Die Bilder vom Sommer 2021 sind noch in den Köpfen. Der Abzug der Bundeswehr aus Afghanistan geriet zum Chaos. Tausende Ortskräfte mussten zurückgelassen werden. Bei der Sicherung des Flughafens in Kabul war man von der Unterstützung der Amerikaner abhängig.

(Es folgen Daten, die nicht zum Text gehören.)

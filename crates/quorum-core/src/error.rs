//! Error types for quorum-core

use thiserror::Error;

use crate::models::{ConflictId, SuggestionId};

/// Result type alias using quorum-core's Error
pub type Result<T> = std::result::Result<T, Error>;

/// Errors that can occur in quorum-core operations
#[derive(Error, Debug)]
pub enum Error {
    /// Database error
    #[error("Database error: {0}")]
    Database(String),

    /// `SQLite` error
    #[error("SQLite error: {0}")]
    Sqlite(#[from] rusqlite::Error),

    /// IO error
    #[error("IO error: {0}")]
    Io(#[from] std::io::Error),

    /// Record not found
    #[error("Not found: {0}")]
    NotFound(String),

    /// Invalid input
    #[error("Invalid input: {0}")]
    InvalidInput(String),

    /// Serialization error
    #[error("Serialization error: {0}")]
    Serialization(#[from] serde_json::Error),

    /// Configuration error
    #[error("Configuration error: {0}")]
    Config(String),

    /// None of the requested suggestions is pending on the idea
    #[error("No valid suggestions to merge")]
    NoValidSuggestions,

    /// The merge transaction was rolled back
    #[error("Failed to merge suggestions")]
    MergeFailed(#[source] Box<Error>),

    /// Persisting a conflict resolution failed
    #[error("Failed to resolve conflict")]
    ResolveFailed(#[source] Box<Error>),

    /// The conflict has already left the unresolved state
    #[error("Conflict {0} is already closed")]
    AlreadyResolved(ConflictId),

    /// A suggestion state change that the lifecycle does not allow
    #[error("Suggestion {id} cannot move from {from} to {to}")]
    InvalidTransition {
        id: SuggestionId,
        from: &'static str,
        to: &'static str,
    },

    /// A guarded update found the suggestion already out of `pending`
    #[error("Suggestion {0} is no longer pending")]
    StaleSuggestion(SuggestionId),
}

impl Error {
    /// Wrap a persistence failure raised inside the merge transaction.
    pub(crate) fn merge_failed(cause: Self) -> Self {
        match cause {
            already @ Self::MergeFailed(_) => already,
            other => Self::MergeFailed(Box::new(other)),
        }
    }

    /// Wrap a persistence failure raised while closing a conflict.
    ///
    /// State errors pass through untouched so callers can tell them apart.
    pub(crate) fn resolve_failed(cause: Self) -> Self {
        match cause {
            passthrough @ (Self::AlreadyResolved(_) | Self::NotFound(_) | Self::ResolveFailed(_)) => {
                passthrough
            }
            other => Self::ResolveFailed(Box::new(other)),
        }
    }
}

#[cfg(test)]
mod tests {
    use super::*;
    use std::error::Error as _;

    #[test]
    fn merge_failed_keeps_cause_as_source() {
        let error = Error::merge_failed(Error::Database("disk full".into()));
        assert_eq!(error.to_string(), "Failed to merge suggestions");
        let source = error.source().unwrap();
        assert_eq!(source.to_string(), "Database error: disk full");
    }

    #[test]
    fn merge_failed_is_not_nested_twice() {
        let error = Error::merge_failed(Error::merge_failed(Error::Database("x".into())));
        let Error::MergeFailed(inner) = error else {
            panic!("expected MergeFailed");
        };
        assert!(matches!(*inner, Error::Database(_)));
    }

    #[test]
    fn resolve_failed_passes_state_errors_through() {
        let id = ConflictId::new();
        let error = Error::resolve_failed(Error::AlreadyResolved(id));
        assert!(matches!(error, Error::AlreadyResolved(found) if found == id));

        let wrapped = Error::resolve_failed(Error::Database("locked".into()));
        assert!(matches!(wrapped, Error::ResolveFailed(_)));
    }
}
// 📦 Batch Coordinator - parse → validate → flush once
//
// Rows are evaluated strictly in input order. Accepted readings are held
// back and written in a single bulk insert after the last row, so by
// default two rows of the same batch never see each other.

use crate::db::NewMeterReading;
use crate::ledger::Ledger;
use crate::parser::{CandidateRecord, RecordParser};
use crate::validator::{self, Rejection, SiblingReadings, Verdict};
use anyhow::{Context, Result};
use log::{debug, error, info, warn};
use serde::Serialize;
use std::fs::File;
use std::io::Read;
use std::path::Path;
use thiserror::Error;

// ============================================================================
// OPTIONS
// ============================================================================

#[derive(Debug, Clone, Copy, Default, PartialEq, Eq)]
pub struct BatchOptions {
    /// Reject rows colliding with (or older than) rows accepted earlier in
    /// the same batch, instead of leaving it to the flush constraint
    pub reject_in_batch_duplicates: bool,
}

// ============================================================================
// OUTCOME
// ============================================================================

/// One rejected row, in structured form
#[derive(Debug, Clone, PartialEq, Eq)]
pub struct RowRejection {
    /// 1-based data row
    pub row: usize,
    pub reason: Rejection,
}

/// Failure that aborts the whole submission
#[derive(Debug, Clone, PartialEq, Eq, Error)]
pub enum BatchFailure {
    /// Input could not be read as CSV; nothing was written
    #[error("Error processing file: {0}")]
    Parse(String),

    /// The final bulk insert failed; nothing from this batch was written
    #[error("Error processing file: {0}")]
    Persist(String),
}

/// BatchOutcome - response of one upload
///
/// Serializes to the reporting contract (`successfulReadings`,
/// `failedReadings`, `errors`); structured details are kept alongside.
#[derive(Debug, Clone, Default, PartialEq, Eq, Serialize)]
#[serde(rename_all = "camelCase")]
pub struct BatchOutcome {
    pub successful_readings: usize,
    pub failed_readings: usize,
    pub errors: Vec<String>,

    #[serde(skip)]
    pub rejections: Vec<RowRejection>,

    #[serde(skip)]
    pub failure: Option<BatchFailure>,
}

impl BatchOutcome {
    fn fatal(failure: BatchFailure) -> Self {
        BatchOutcome {
            errors: vec![failure.to_string()],
            failure: Some(failure),
            ..Default::default()
        }
    }

    fn accepted(mut self) -> Self {
        self.successful_readings += 1;
        self
    }

    fn rejected(mut self, row: usize, reason: Rejection) -> Self {
        self.failed_readings += 1;
        self.errors.push(reason.to_string());
        self.rejections.push(RowRejection { row, reason });
        self
    }

    pub fn is_fatal(&self) -> bool {
        self.failure.is_some()
    }

    pub fn summary(&self) -> String {
        format!(
            "{} accepted, {} rejected{}",
            self.successful_readings,
            self.failed_readings,
            if self.is_fatal() { " (batch failed)" } else { "" }
        )
    }
}

// ============================================================================
// COORDINATOR
// ============================================================================

/// Accumulator threaded through every row of one batch
struct PendingBatch {
    outcome: BatchOutcome,
    writes: Vec<NewMeterReading>,
    siblings: Option<SiblingReadings>,
}

impl PendingBatch {
    fn new(options: BatchOptions) -> Self {
        PendingBatch {
            outcome: BatchOutcome::default(),
            writes: Vec::new(),
            siblings: options.reject_in_batch_duplicates.then(SiblingReadings::new),
        }
    }

    fn evaluate<L: Ledger + ?Sized>(mut self, ledger: &L, candidate: CandidateRecord) -> Self {
        match validator::validate(ledger, self.siblings.as_ref(), &candidate) {
            Verdict::Accepted(reading) => {
                debug!("row {}: accepted reading for account {}", candidate.row, candidate.account_id);
                if let Some(siblings) = self.siblings.as_mut() {
                    siblings.record(&reading);
                }
                self.writes.push(reading);
                self.outcome = self.outcome.accepted();
            }
            Verdict::Rejected(reason) => {
                if matches!(reason, Rejection::Unexpected { .. }) {
                    error!("row {}: {}", candidate.row, reason);
                } else {
                    warn!("row {}: {}", candidate.row, reason);
                }
                self.outcome = self.outcome.rejected(candidate.row, reason);
            }
        }

        self
    }

    fn flush<L: Ledger + ?Sized>(self, ledger: &L) -> BatchOutcome {
        let mut outcome = self.outcome;

        // Tallies are not revised when the flush fails
        if let Err(err) = ledger.bulk_insert(&self.writes) {
            error!("failed to persist {} readings: {}", self.writes.len(), err);
            let failure = BatchFailure::Persist(err.to_string());
            outcome.errors.push(failure.to_string());
            outcome.failure = Some(failure);
        } else {
            debug!("persisted {} readings", self.writes.len());
        }

        outcome
    }
}

/// Run one uploaded batch end to end against the ledger
pub fn process_batch<L, R>(ledger: &L, input: R, options: BatchOptions) -> BatchOutcome
where
    L: Ledger + ?Sized,
    R: Read,
{
    let evaluated = RecordParser::from_reader(input).and_then(|mut parser| {
        parser.try_fold(PendingBatch::new(options), |pending, candidate| {
            candidate.map(|c| pending.evaluate(ledger, c))
        })
    });

    let outcome = match evaluated {
        Ok(pending) => pending.flush(ledger),
        Err(err) => {
            error!("error processing meter readings file: {:#}", err);
            BatchOutcome::fatal(BatchFailure::Parse(format!("{:#}", err)))
        }
    };

    info!("meter reading batch processed: {}", outcome.summary());
    outcome
}

pub fn process_file<L: Ledger + ?Sized>(ledger: &L, path: &Path, options: BatchOptions) -> Result<BatchOutcome> {
    let file = File::open(path).with_context(|| format!("Failed to open {}", path.display()))?;

    Ok(process_batch(ledger, file, options))
}
// 🏗️ Record Parser - uploaded CSV → candidate meter readings
// Streams rows in input order; columns are located by header name

use anyhow::{Context, Result};
use csv::{StringRecord, StringRecordsIntoIter};
use std::io::Read;

pub const ACCOUNT_ID_COLUMN: &str = "AccountId";
pub const DATE_TIME_COLUMN: &str = "MeterReadingDateTime";
pub const VALUE_COLUMN: &str = "MeterReadValue";

// ============================================================================
// CORE TYPES
// ============================================================================

/// CandidateRecord - one parsed but unvalidated row
///
/// Date and value stay raw; the validator owns their interpretation.
#[derive(Debug, Clone, PartialEq, Eq)]
pub struct CandidateRecord {
    /// 1-based data row (header excluded), for diagnostics
    pub row: usize,

    /// External account number; 0 when the cell is missing or not an integer
    pub account_id: i64,

    pub raw_date_time: String,
    pub raw_value: String,
}

/// Positions of the three known columns within a row
#[derive(Debug, Clone, Copy, Default, PartialEq, Eq)]
struct ColumnMap {
    account_id: Option<usize>,
    date_time: Option<usize>,
    value: Option<usize>,
}

impl ColumnMap {
    fn from_headers(headers: &StringRecord) -> Self {
        let mut columns = ColumnMap::default();

        for (idx, header) in headers.iter().enumerate() {
            let name = header.trim_start_matches('\u{feff}').trim();

            if name.eq_ignore_ascii_case(ACCOUNT_ID_COLUMN) {
                columns.account_id.get_or_insert(idx);
            } else if name.eq_ignore_ascii_case(DATE_TIME_COLUMN) {
                columns.date_time.get_or_insert(idx);
            } else if name.eq_ignore_ascii_case(VALUE_COLUMN) {
                columns.value.get_or_insert(idx);
            }
        }

        columns
    }

    fn field<'r>(record: &'r StringRecord, idx: Option<usize>) -> &'r str {
        idx.and_then(|i| record.get(i)).unwrap_or("")
    }

    fn candidate(&self, row: usize, record: &StringRecord) -> CandidateRecord {
        let account_id = Self::field(record, self.account_id)
            .trim()
            .parse::<i64>()
            .unwrap_or(0);

        CandidateRecord {
            row,
            account_id,
            raw_date_time: Self::field(record, self.date_time).to_string(),
            raw_value: Self::field(record, self.value).to_string(),
        }
    }
}

// ============================================================================
// PARSER
// ============================================================================

/// RecordParser - lazy iterator of candidates over any byte stream
///
/// A header that cannot be read fails construction. A row that cannot be
/// read yields `Err`; callers treat both as fatal for the whole batch.
pub struct RecordParser<R: Read> {
    records: StringRecordsIntoIter<R>,
    columns: ColumnMap,
    row: usize,
}

impl<R: Read> RecordParser<R> {
    pub fn from_reader(input: R) -> Result<Self> {
        let mut reader = csv::ReaderBuilder::new()
            .has_headers(true)
            .flexible(true)
            .from_reader(input);

        let headers = reader.headers().context("Failed to read CSV header")?.clone();
        let columns = ColumnMap::from_headers(&headers);

        if columns.account_id.is_none() || columns.date_time.is_none() || columns.value.is_none() {
            log::warn!("CSV header {:?} is missing expected columns", headers);
        }

        Ok(RecordParser {
            records: reader.into_records(),
            columns,
            row: 0,
        })
    }
}

impl<R: Read> Iterator for RecordParser<R> {
    type Item = Result<CandidateRecord>;

    fn next(&mut self) -> Option<Self::Item> {
        let record = self.records.next()?;
        self.row += 1;

        let row = self.row;
        Some(
            record
                .with_context(|| format!("Failed to read CSV row {}", row))
                .map(|r| self.columns.candidate(row, &r)),
        )
    }
}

Schon um eine solche Situation nicht noch einmal entstehen zu lassen, ist es sinnvoll, dass die EU ihre Kräfte bündeln will, um endlich eine wirklich schlagkräftige gemeinsame schnelle Eingreiftruppe aufzustellen, die im Ernstfall Menschen aus Krisenregionen herausholen oder – schwer bewaffnet – sogar Schutzzonen einrichten kann. Gleichzeitig stellt sich unweigerlich die Frage, warum bisherige Schritte in diese Richtung letztlich nie von großem Erfolg gekrönt waren. Es ist im Nachhinein kaum zu fassen, wie blauäugig von der EU – und ganz besonders von Deutschland – die Wahrung der eigenen Sicherheit viele Jahre bequem anderen überlassen wurde. Das Erwachen begann zunächst zaghaft mit der US-Präsidentschaft von Donald Trump, der klarmachte, dass amerikanischer Rundum-Schutz auch für Nato-Mitglieder kein Naturgesetz ist. Und seit Putins Angriff auf die Ukraine steht Europa nun senkrecht im Bett.
Jetzt heißt es aufzuholen. Dass es in außenpolitisch schrofferen Zeiten mehr Investitionen in die Bundeswehr braucht, scheint in Deutschland mit der „Zeitenwende“-Rede von Olaf Scholz angekommen. Doch Europa braucht, wenn es stark sein will, auch mehr militärische Kooperation und Koordination. Eine funktionierende gemeinsame Eingreiftruppe wäre da zumindest ein Anfang.